Is Value-Based Care the Answer to the Nation’s Healthcare Crisis?

Value-based care is a reality that service providers are going to have to deal with over the next two years. For behavioral health, it will bring some large and significant changes on how care is provided and paid for. But in primary care, value-based care is already a part of their system. Primary care is different than behavioral health care in how it is delivered, but some of the questions and challenges are the same. While looking at challenges in both primary and behavioral health, the method of payment becomes very important. Currently, most behavioral health agencies are being paid as a fee-for-service, meaning you provide a service and then bill for that service. In a value-based model, the organization will be dealing with capitated and bundled payments which provide a single payment for multiple services addressing a single condition.

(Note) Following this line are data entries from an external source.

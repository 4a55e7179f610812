//! Active-pod accounting and deletion ordering.

use replicator_core::{Pod, PodPhase};
use std::cmp::Ordering;

/// Retain only pods that still count as running replicas.
///
/// Terminal pods are dropped: they are never deleted here (garbage
/// collection owns them) and must not be counted as active.
pub fn filter_active(pods: Vec<Pod>) -> Vec<Pod> {
    pods.into_iter()
        .filter(|pod| !pod.status.phase.is_terminal())
        .collect()
}

/// Order active pods most-deletable first.
///
/// Pods that have cost the cluster the least sort first:
/// 1. unassigned before assigned,
/// 2. `Pending` before `Unknown` before `Running`,
/// 3. not-ready before ready.
///
/// Ties beyond that are left to the sort's stability.
pub fn deletion_order(a: &Pod, b: &Pod) -> Ordering {
    match (a.is_assigned(), b.is_assigned()) {
        (false, true) => return Ordering::Less,
        (true, false) => return Ordering::Greater,
        _ => {}
    }
    match phase_rank(a.status.phase).cmp(&phase_rank(b.status.phase)) {
        Ordering::Equal => {}
        unequal => return unequal,
    }
    match (a.is_ready(), b.is_ready()) {
        (false, true) => Ordering::Less,
        (true, false) => Ordering::Greater,
        _ => Ordering::Equal,
    }
}

fn phase_rank(phase: PodPhase) -> u8 {
    match phase {
        PodPhase::Pending => 0,
        PodPhase::Unknown => 1,
        PodPhase::Running => 2,
        // Terminal phases never survive filter_active; ranked last to keep
        // the order total anyway.
        PodPhase::Succeeded | PodPhase::Failed => 3,
    }
}
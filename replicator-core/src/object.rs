//! List wrapper returned by collection queries.

use crate::metadata::ListMeta;
use serde::{Deserialize, Serialize};

/// A page of objects returned from a list call.
///
/// Besides the items themselves, it carries the collection's resource
/// version so a watch can be resumed from the point the list was taken.
#[derive(Serialize, Deserialize, Clone, Debug)]
pub struct ObjectList<T> {
    /// List metadata; carries the collection's `resourceVersion`
    #[serde(default)]
    pub metadata: ListMeta,

    /// The listed objects
    pub items: Vec<T>,
}
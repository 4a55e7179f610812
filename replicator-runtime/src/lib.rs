//! Replica reconciliation runtime.
//!
//! This crate contains the building blocks of a level-triggered controller
//! that keeps the number of running pods matching each replication
//! controller's selector equal to its declared replica count: the store
//! client capability, the pod actuator, the active-pod bookkeeping, and the
//! watch/resync loop that drives per-controller syncs.
//!
//! The controller is stateless across restarts and tolerates lost, duplicate
//! and stale watch events; every sync recomputes its diff from a fresh pod
//! list.

#![deny(unsafe_code)]

pub mod active;
pub mod client;
pub mod controller;
pub mod events;
pub mod pod_control;

#[cfg(test)]
pub(crate) mod fixtures;

pub use client::Client;
pub use controller::{Config, ReplicationManager};
pub use events::Recorder;
pub use pod_control::PodControl;
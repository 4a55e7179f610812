//! Generic api response types.

use serde::{Deserialize, Serialize};

/// A status object returned by the store in place of a resource.
#[derive(Serialize, Deserialize, Debug, Default, Clone, Eq, PartialEq)]
pub struct Status {
    /// Status of the operation, `Success` or `Failure`
    #[serde(default, skip_serializing_if = "Option::is_none")]
    pub status: Option<StatusSummary>,

    /// Suggested HTTP return code (0 if unset)
    #[serde(default, skip_serializing_if = "is_u16_zero")]
    pub code: u16,

    /// A human-readable description of the status of this operation
    #[serde(default, skip_serializing_if = "String::is_empty")]
    pub message: String,

    /// A machine-readable description of why this operation is in the
    /// `Failure` status
    #[serde(default, skip_serializing_if = "String::is_empty")]
    pub reason: String,
}

/// Overall result of an operation.
#[derive(Serialize, Deserialize, Debug, Clone, Copy, Eq, PartialEq)]
pub enum StatusSummary {
    /// Operation succeeded
    Success,
    /// Operation failed
    Failure,
}

impl Status {
    /// Kind stamped onto serialized status objects.
    pub const KIND: &'static str = "Status";

    /// Returns an unsuccessful `Status`.
    pub fn failure(message: &str, reason: &str) -> Self {
        Status {
            status: Some(StatusSummary::Failure),
            code: 0,
            message: message.to_string(),
            reason: reason.to_string(),
        }
    }

    /// Checks if this `Status` represents success.
    ///
    /// Note that it is possible for `Status` to be in an indeterminate state
    /// when both `is_success` and `is_failure` return false.
    pub fn is_success(&self) -> bool {
        self.status == Some(StatusSummary::Success)
    }

    /// Checks if this `Status` represents failure.
    pub fn is_failure(&self) -> bool {
        self.status == Some(StatusSummary::Failure)
    }
}

fn is_u16_zero(value: &u16) -> bool {
    *value == 0
}
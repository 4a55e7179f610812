//! Shared in-memory store and recorder stubs for tests.

use crate::client::{self, Client, WatchStream};
use crate::events::{Event, Recorder};
use async_trait::async_trait;
use futures::{Stream, StreamExt};
use replicator_core::pod::{Container, PodCondition, PodSpec, PodTemplateSpec, READY_CONDITION};
use replicator_core::replication_controller::ReplicationControllerSpec;
use replicator_core::{
    DynamicObject, ErrorResponse, ListMeta, ObjectList, ObjectMeta, ObjectReference, Pod, PodPhase,
    PodStatus, ReplicationController, Selector, Status, WatchEvent,
};
use std::sync::atomic::{AtomicBool, AtomicUsize, Ordering};
use std::sync::Mutex;

pub(crate) fn controller(name: &str, replicas: i32) -> ReplicationController {
    ReplicationController {
        metadata: ObjectMeta {
            name: Some(name.to_string()),
            namespace: Some("web".to_string()),
            ..ObjectMeta::default()
        },
        spec: ReplicationControllerSpec {
            replicas,
            selector: [("app".to_string(), name.to_string())].into(),
            template: PodTemplateSpec {
                metadata: ObjectMeta {
                    labels: [("app".to_string(), name.to_string())].into(),
                    ..ObjectMeta::default()
                },
                spec: PodSpec {
                    containers: vec![Container {
                        name: "app".to_string(),
                        image: Some("nginx".to_string()),
                    }],
                    ..PodSpec::default()
                },
            },
        },
        ..ReplicationController::default()
    }
}

pub(crate) fn pod(name: &str, labels: &[(&str, &str)], phase: PodPhase) -> Pod {
    Pod {
        metadata: ObjectMeta {
            name: Some(name.to_string()),
            namespace: Some("web".to_string()),
            labels: labels
                .iter()
                .map(|(k, v)| (k.to_string(), v.to_string()))
                .collect(),
            ..ObjectMeta::default()
        },
        status: PodStatus {
            phase,
            ..PodStatus::default()
        },
        ..Pod::default()
    }
}

pub(crate) fn ready_condition() -> PodCondition {
    PodCondition {
        type_: READY_CONDITION.to_string(),
        status: "True".to_string(),
    }
}

pub(crate) fn dyn_controller(rc: &ReplicationController) -> DynamicObject {
    DynamicObject::from_object(ReplicationController::KIND, rc).unwrap()
}

pub(crate) fn dyn_status(status: &Status) -> DynamicObject {
    DynamicObject::from_object(Status::KIND, status).unwrap()
}

pub(crate) fn dyn_foreign() -> DynamicObject {
    DynamicObject::from_object("Pod", &Pod::default()).unwrap()
}

pub(crate) fn api_error(code: u16, message: &str) -> client::Error {
    client::Error::Api(ErrorResponse {
        status: "Failure".to_string(),
        message: message.to_string(),
        reason: String::new(),
        code,
    })
}

pub(crate) fn service_error(message: &str) -> client::Error {
    client::Error::Service(message.into())
}

/// Recorder stub that keeps every published event.
#[derive(Default)]
pub(crate) struct RecordingRecorder {
    pub(crate) events: Mutex<Vec<(ObjectReference, Event)>>,
}

#[async_trait]
impl Recorder for RecordingRecorder {
    async fn publish(&self, reference: &ObjectReference, event: Event) {
        self.events
            .lock()
            .unwrap()
            .push((reference.clone(), event));
    }
}

/// In-memory [`Client`] that counts actuations and can optionally apply
/// them to its pod store, fail selected operations, or serve a scripted
/// watch stream.
#[derive(Default)]
pub(crate) struct TestClient {
    pub(crate) controllers: Mutex<Vec<ReplicationController>>,
    pub(crate) pods: Mutex<Vec<Pod>>,
    pub(crate) creates: Mutex<Vec<Pod>>,
    pub(crate) deletes: Mutex<Vec<String>>,
    pub(crate) updates: Mutex<Vec<ReplicationController>>,
    pub(crate) watch_versions: Mutex<Vec<String>>,
    watch: Mutex<Option<WatchStream>>,
    fail_create: AtomicBool,
    fail_delete: AtomicBool,
    fail_pod_list: AtomicBool,
    fail_controller_list: AtomicBool,
    fail_update: AtomicBool,
    materialize: AtomicBool,
    name_seq: AtomicUsize,
}

impl TestClient {
    pub(crate) fn fail_creates(&self) {
        self.fail_create.store(true, Ordering::SeqCst);
    }

    pub(crate) fn fail_deletes(&self) {
        self.fail_delete.store(true, Ordering::SeqCst);
    }

    pub(crate) fn fail_pod_lists(&self) {
        self.fail_pod_list.store(true, Ordering::SeqCst);
    }

    pub(crate) fn fail_controller_lists(&self) {
        self.fail_controller_list.store(true, Ordering::SeqCst);
    }

    pub(crate) fn fail_updates(&self) {
        self.fail_update.store(true, Ordering::SeqCst);
    }

    /// Apply creates and deletes to the pod store instead of only counting.
    pub(crate) fn materialize(&self) {
        self.materialize.store(true, Ordering::SeqCst);
    }

    pub(crate) fn set_watch(
        &self,
        stream: impl Stream<Item = client::Result<WatchEvent<DynamicObject>>> + Send + 'static,
    ) {
        *self.watch.lock().unwrap() = Some(stream.boxed());
    }
}

#[async_trait]
impl Client for TestClient {
    async fn list_controllers(&self) -> client::Result<ObjectList<ReplicationController>> {
        if self.fail_controller_list.load(Ordering::SeqCst) {
            return Err(service_error("controller list unavailable"));
        }
        Ok(ObjectList {
            metadata: ListMeta {
                resource_version: Some("1".to_string()),
            },
            items: self.controllers.lock().unwrap().clone(),
        })
    }

    async fn watch_controllers(&self, resource_version: &str) -> client::Result<WatchStream> {
        self.watch_versions
            .lock()
            .unwrap()
            .push(resource_version.to_string());
        self.watch
            .lock()
            .unwrap()
            .take()
            .ok_or_else(|| service_error("no watch scripted"))
    }

    async fn update_controller(
        &self,
        _namespace: &str,
        rc: &ReplicationController,
    ) -> client::Result<ReplicationController> {
        if self.fail_update.load(Ordering::SeqCst) {
            return Err(api_error(409, "conflict"));
        }
        self.updates.lock().unwrap().push(rc.clone());
        Ok(rc.clone())
    }

    async fn list_pods(
        &self,
        namespace: &str,
        selector: &Selector,
    ) -> client::Result<ObjectList<Pod>> {
        if self.fail_pod_list.load(Ordering::SeqCst) {
            return Err(service_error("pod list unavailable"));
        }
        let items = self
            .pods
            .lock()
            .unwrap()
            .iter()
            .filter(|pod| {
                pod.metadata.namespace.as_deref() == Some(namespace)
                    && selector.matches(&pod.metadata.labels)
            })
            .cloned()
            .collect();
        Ok(ObjectList {
            metadata: ListMeta::default(),
            items,
        })
    }

    async fn create_pod(&self, namespace: &str, pod: &Pod) -> client::Result<Pod> {
        if self.fail_create.load(Ordering::SeqCst) {
            return Err(api_error(500, "create failed"));
        }
        self.creates.lock().unwrap().push(pod.clone());
        let mut created = pod.clone();
        created.metadata.namespace = Some(namespace.to_string());
        let seq = self.name_seq.fetch_add(1, Ordering::SeqCst);
        created.metadata.name = Some(format!(
            "{}{seq}",
            created.metadata.generate_name.clone().unwrap_or_default()
        ));
        if self.materialize.load(Ordering::SeqCst) {
            self.pods.lock().unwrap().push(created.clone());
        }
        Ok(created)
    }

    async fn delete_pod(&self, namespace: &str, name: &str) -> client::Result<()> {
        if self.fail_delete.load(Ordering::SeqCst) {
            return Err(api_error(500, "delete failed"));
        }
        self.deletes.lock().unwrap().push(name.to_string());
        if self.materialize.load(Ordering::SeqCst) {
            let mut pods = self.pods.lock().unwrap();
            let before = pods.len();
            pods.retain(|pod| {
                !(pod.metadata.namespace.as_deref() == Some(namespace) && pod.name() == name)
            });
            if pods.len() == before {
                return Err(api_error(404, "pod not found"));
            }
        }
        Ok(())
    }
}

There are many who see this move to value-based payment as the answer to the nation’s health care crisis. Behavioral health, like primary care, is guilty of some of the same issues. Quality of care, how is it measured by both groups, and the definition of “value” can vary. Before the quality of care can be measured, we need a better understanding of value and better ways of assessing value. For this to happen, we must be able to measure outcomes in the workflow from the patient’s perspective. Improvements are then rewarded in a value-based reimbursement system.

For many in primary care, a lot of enthusiasm has been expressed for value-based contracts, but these same providers are not sure how far they should stray from receiving fee-for-service reimbursement. Like behavioral health, value-based care is supposed to bring reduced costs, improve care, and boost patient satisfaction all at once. To make all three of those things happen at the same time will produce a lot of frustration.    

Electronic health records are supposed to make care easier, cheaper, and more fulfilling. Some providers see the use of electronic health records as a barrier to achieving value-based care. In some studies, it has been cited as a major cause of provider burn out. Given that there is no coordination or standard of what an electronic health record is supposed to provide in a value-based system, this would be true. Value-based care is going to need a measure of what good care is, and that will take us down the path of better value. In order to meet the challenge of providing better care, measurement of that care must be consistent. Electronic health records could help with the development of a consistent measurement process.

Another barrier to implementing value-based care is government regulation. If providers are going to be asked to provide quality care at a reduced price, then the provider should be allowed to decide the best method of care. The value-based model cannot be threatened by government priorities and programs. The system must be simplified and align multi-payer approaches to managed care. 

In the end, value-based care will lower cost, improve care, and lead to patient satisfaction. The obstacles are not insurmountable, but they will require programs to work together to design an improved system. To accomplish improved care, an electronic health care record must be outcome-driven and capable of evaluating the quality of care being provided. And, if patient satisfaction is going to improve, we must truly involve and hold the patient accountable for the care they are receiving.    

Value-based care is coming. Is your clinic ready?